### What is needed
Answer with the number of lines in the records that contain "every" and with nothing else.
::: Source records :::
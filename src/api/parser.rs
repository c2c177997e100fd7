// src/api/parser.rs
//! Decoding of Notion API responses into sync types or typed errors.

use super::client::ApiResponse;
use super::responses::NotionError;
use crate::constants::ERROR_BODY_PREVIEW_LENGTH;
use crate::error::{AppError, NotionErrorCode};
use crate::model::SyncPage;

/// Parse any Notion API response, mapping error bodies to `AppError`.
pub fn parse_api_response<T>(result: ApiResponse<String>) -> Result<T, AppError>
where
    T: serde::de::DeserializeOwned,
{
    if result.status.is_success() {
        parse_success(&result.data, &result.url)
    } else {
        Err(parse_error(&result))
    }
}

/// Checks a response whose body is not needed.
pub fn expect_success(result: ApiResponse<String>) -> Result<(), AppError> {
    if result.status.is_success() {
        Ok(())
    } else {
        Err(parse_error(&result))
    }
}

/// Parse a database query response.
pub fn parse_sync_page(result: ApiResponse<String>) -> Result<SyncPage, AppError> {
    parse_api_response(result)
}

fn parse_success<T>(body: &str, url: &str) -> Result<T, AppError>
where
    T: serde::de::DeserializeOwned,
{
    serde_json::from_str(body).map_err(|e| {
        log::error!("Failed to parse response from {}: {}", url, e);
        AppError::MalformedResponse(format!("{} (body: {})", e, preview(body)))
    })
}

fn parse_error(result: &ApiResponse<String>) -> AppError {
    if let Ok(notion_error) = serde_json::from_str::<NotionError>(&result.data) {
        return AppError::from_notion_error(
            &notion_error.code,
            notion_error.message,
            notion_error.request_id,
        );
    }

    let code = NotionErrorCode::from_http_status(result.status.as_u16());
    let message = format!("HTTP {} from {}: {}", result.status, result.url, preview(&result.data));
    if code.is_query_rejection() {
        AppError::Query { code, message }
    } else {
        AppError::NotionService {
            code,
            message,
            request_id: None,
        }
    }
}

/// Truncates a response body for log and error messages.
pub(crate) fn preview(body: &str) -> String {
    if body.chars().count() > ERROR_BODY_PREVIEW_LENGTH {
        let cut: String = body.chars().take(ERROR_BODY_PREVIEW_LENGTH).collect();
        format!("{}...", cut)
    } else {
        body.to_string()
    }
}
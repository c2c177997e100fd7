// tests/common/mod.rs
//! In-memory stand-ins for Notion, Supabase, the pinged website and Telegram.
#![allow(dead_code)]

use notion_supabase_sync::{
    AppError, DatabaseId, DestinationRow, DestinationStore, EndpointPinger, Notifier, PageId,
    RecordSource, SourceRecord, SyncPage, SyncTarget, TableName, ValidatedUrl,
};
use serde_json::{json, Value};
use std::collections::{HashMap, HashSet};
use std::io;
use std::sync::Mutex;

pub fn page_id(n: usize) -> PageId {
    PageId::parse(&format!("{:032x}", n)).unwrap()
}

pub fn database_id(n: usize) -> DatabaseId {
    DatabaseId::parse(&format!("{:032x}", 0xdb00 + n)).unwrap()
}

pub fn target(table: &str, database: usize) -> SyncTarget {
    SyncTarget {
        database: database_id(database),
        table: TableName::new(table).unwrap(),
    }
}

/// A Notion page as returned by a database query.
pub fn page_json(n: usize, status: &str) -> Value {
    json!({
        "object": "page",
        "id": page_id(n).to_hyphenated(),
        "created_time": format!("2024-01-{:02}T00:00:00.000Z", n % 28 + 1),
        "archived": false,
        "properties": {
            "Title": {"id": "title", "type": "title", "title": [{"type": "text", "plain_text": format!("Paper {}", n)}]},
            "URL": {"id": "u", "type": "url", "url": format!("https://example.com/{}", n)},
            "Date": {"id": "d", "type": "date", "date": {"start": "2024-02-01", "end": null}},
            "Authors": {"id": "a", "type": "rich_text", "rich_text": [{"type": "text", "plain_text": "Jane Doe"}]},
            "Status": {"id": "s", "type": "status", "status": {"id": "1", "name": status, "color": "blue"}}
        }
    })
}

#[derive(Default)]
struct SourceState {
    pages: Vec<Value>,
    snapshot: Vec<usize>,
    queries: usize,
    status_updates: Vec<PageId>,
}

/// Fake Notion database with offset cursors over a snapshot taken by the
/// first query of each run.
pub struct FakeSource {
    state: Mutex<SourceState>,
    page_size: usize,
    apply_filter: bool,
    fail_query_on_call: Option<usize>,
    fail_status_for: HashSet<PageId>,
}

impl FakeSource {
    pub fn new(pages: Vec<Value>, page_size: usize) -> Self {
        Self {
            state: Mutex::new(SourceState {
                pages,
                ..Default::default()
            }),
            page_size,
            apply_filter: true,
            fail_query_on_call: None,
            fail_status_for: HashSet::new(),
        }
    }

    /// Returns every page regardless of status, as a misbehaving filter would.
    pub fn ignoring_filter(mut self) -> Self {
        self.apply_filter = false;
        self
    }

    /// Fails the n-th query (1-based).
    pub fn failing_query(mut self, call: usize) -> Self {
        self.fail_query_on_call = Some(call);
        self
    }

    pub fn failing_status_update(mut self, page: PageId) -> Self {
        self.fail_status_for.insert(page);
        self
    }

    pub fn queries(&self) -> usize {
        self.state.lock().unwrap().queries
    }

    pub fn status_updates(&self) -> Vec<PageId> {
        self.state.lock().unwrap().status_updates.clone()
    }

    pub fn status_of(&self, n: usize) -> String {
        let id = page_id(n).to_hyphenated();
        let state = self.state.lock().unwrap();
        let page = state
            .pages
            .iter()
            .find(|p| p["id"] == id.as_str())
            .expect("unknown page");
        page["properties"]["Status"]["status"]["name"]
            .as_str()
            .unwrap()
            .to_string()
    }
}

#[async_trait::async_trait]
impl RecordSource for FakeSource {
    async fn query_new(
        &self,
        _database: &DatabaseId,
        cursor: Option<&str>,
    ) -> Result<SyncPage, AppError> {
        let mut guard = self.state.lock().unwrap();
        let state = &mut *guard;
        state.queries += 1;

        if self.fail_query_on_call == Some(state.queries) {
            return Err(AppError::Query {
                code: notion_supabase_sync::NotionErrorCode::ValidationFailed,
                message: "start_cursor is invalid".into(),
            });
        }

        if cursor.is_none() {
            let apply_filter = self.apply_filter;
            state.snapshot = state
                .pages
                .iter()
                .enumerate()
                .filter(|(_, p)| {
                    !apply_filter || p["properties"]["Status"]["status"]["name"] == "New"
                })
                .map(|(i, _)| i)
                .collect();
        }

        let offset: usize = cursor.map(|c| c.parse().unwrap()).unwrap_or(0);
        let end = (offset + self.page_size).min(state.snapshot.len());
        let results = state.snapshot[offset.min(end)..end]
            .iter()
            .map(|&i| serde_json::from_value::<SourceRecord>(state.pages[i].clone()).unwrap())
            .collect();
        let has_more = end < state.snapshot.len();

        Ok(SyncPage {
            results,
            has_more,
            next_cursor: has_more.then(|| end.to_string()),
        })
    }

    async fn set_status(&self, page: &PageId, status: &str) -> Result<(), AppError> {
        if self.fail_status_for.contains(page) {
            return Err(AppError::Io(io::Error::new(
                io::ErrorKind::ConnectionReset,
                "connection reset",
            )));
        }

        let mut guard = self.state.lock().unwrap();
        let state = &mut *guard;
        let id = page.to_hyphenated();
        let target = state
            .pages
            .iter_mut()
            .find(|p| p["id"] == id.as_str())
            .expect("status update for unknown page");
        target["properties"]["Status"]["status"]["name"] = json!(status);
        state.status_updates.push(page.clone());
        Ok(())
    }
}

#[derive(Default)]
struct StoreState {
    tables: HashMap<String, Vec<DestinationRow>>,
    upserts: usize,
    batches: Vec<Vec<DestinationRow>>,
}

/// Fake Supabase keyed on `url`.
#[derive(Default)]
pub struct FakeStore {
    state: Mutex<StoreState>,
    fail_upsert_calls: HashSet<usize>,
    fail_select: bool,
}

impl FakeStore {
    pub fn new() -> Self {
        Self::default()
    }

    /// Rejects the n-th upsert (1-based).
    pub fn failing_upsert(mut self, call: usize) -> Self {
        self.fail_upsert_calls.insert(call);
        self
    }

    pub fn failing_select(mut self) -> Self {
        self.fail_select = true;
        self
    }

    pub fn with_rows(self, table: &str, count: usize) -> Self {
        {
            let mut state = self.state.lock().unwrap();
            let rows = state.tables.entry(table.to_string()).or_default();
            for n in 0..count {
                rows.push(DestinationRow {
                    title: format!("seed {}", n),
                    url: format!("https://seed.example/{}", n),
                    notion_timestamp: "2023-12-31T00:00:00.000Z".into(),
                    date: None,
                    authors: None,
                });
            }
        }
        self
    }

    pub fn upserts(&self) -> usize {
        self.state.lock().unwrap().upserts
    }

    pub fn batches(&self) -> Vec<Vec<DestinationRow>> {
        self.state.lock().unwrap().batches.clone()
    }

    pub fn rows(&self, table: &str) -> Vec<DestinationRow> {
        self.state
            .lock()
            .unwrap()
            .tables
            .get(table)
            .cloned()
            .unwrap_or_default()
    }
}

#[async_trait::async_trait]
impl DestinationStore for FakeStore {
    async fn upsert(&self, table: &TableName, rows: &[DestinationRow]) -> Result<(), AppError> {
        let mut guard = self.state.lock().unwrap();
        let state = &mut *guard;
        state.upserts += 1;

        if self.fail_upsert_calls.contains(&state.upserts) {
            return Err(AppError::Write {
                table: table.to_string(),
                status: 409,
                message: "duplicate key value violates unique constraint".into(),
            });
        }

        state.batches.push(rows.to_vec());
        let existing = state.tables.entry(table.to_string()).or_default();
        for row in rows {
            match existing.iter_mut().find(|r| r.url == row.url) {
                Some(slot) => *slot = row.clone(),
                None => existing.push(row.clone()),
            }
        }
        Ok(())
    }

    async fn select_sample(
        &self,
        table: &TableName,
        limit: usize,
    ) -> Result<Vec<Value>, AppError> {
        if self.fail_select {
            return Err(AppError::Destination {
                table: table.to_string(),
                status: 401,
                message: "Invalid API key".into(),
            });
        }

        Ok(self
            .rows(table.as_str())
            .into_iter()
            .take(limit)
            .map(|row| serde_json::to_value(row).unwrap())
            .collect())
    }
}

/// Fake website answering with a fixed status, or unreachable.
pub struct FakePinger {
    answer: Option<u16>,
}

impl FakePinger {
    pub fn answering(code: u16) -> Self {
        Self { answer: Some(code) }
    }

    pub fn unreachable() -> Self {
        Self { answer: None }
    }
}

#[async_trait::async_trait]
impl EndpointPinger for FakePinger {
    async fn ping(&self, _url: &ValidatedUrl) -> Result<u16, AppError> {
        self.answer.ok_or_else(|| {
            AppError::Io(io::Error::new(
                io::ErrorKind::ConnectionRefused,
                "connection refused",
            ))
        })
    }
}

/// Fake notification channel recording every message.
#[derive(Default)]
pub struct FakeNotifier {
    sent: Mutex<Vec<String>>,
    fail: bool,
}

impl FakeNotifier {
    pub fn failing() -> Self {
        Self {
            fail: true,
            ..Default::default()
        }
    }

    pub fn sent(&self) -> Vec<String> {
        self.sent.lock().unwrap().clone()
    }
}

#[async_trait::async_trait]
impl Notifier for FakeNotifier {
    async fn send(&self, text: &str) -> Result<(), AppError> {
        if self.fail {
            return Err(AppError::Notification("Telegram answered HTTP 403".into()));
        }
        self.sent.lock().unwrap().push(text.to_string());
        Ok(())
    }
}

pub fn ping_url() -> ValidatedUrl {
    ValidatedUrl::parse("https://alpha.example.com").unwrap()
}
:::
### Task solution
2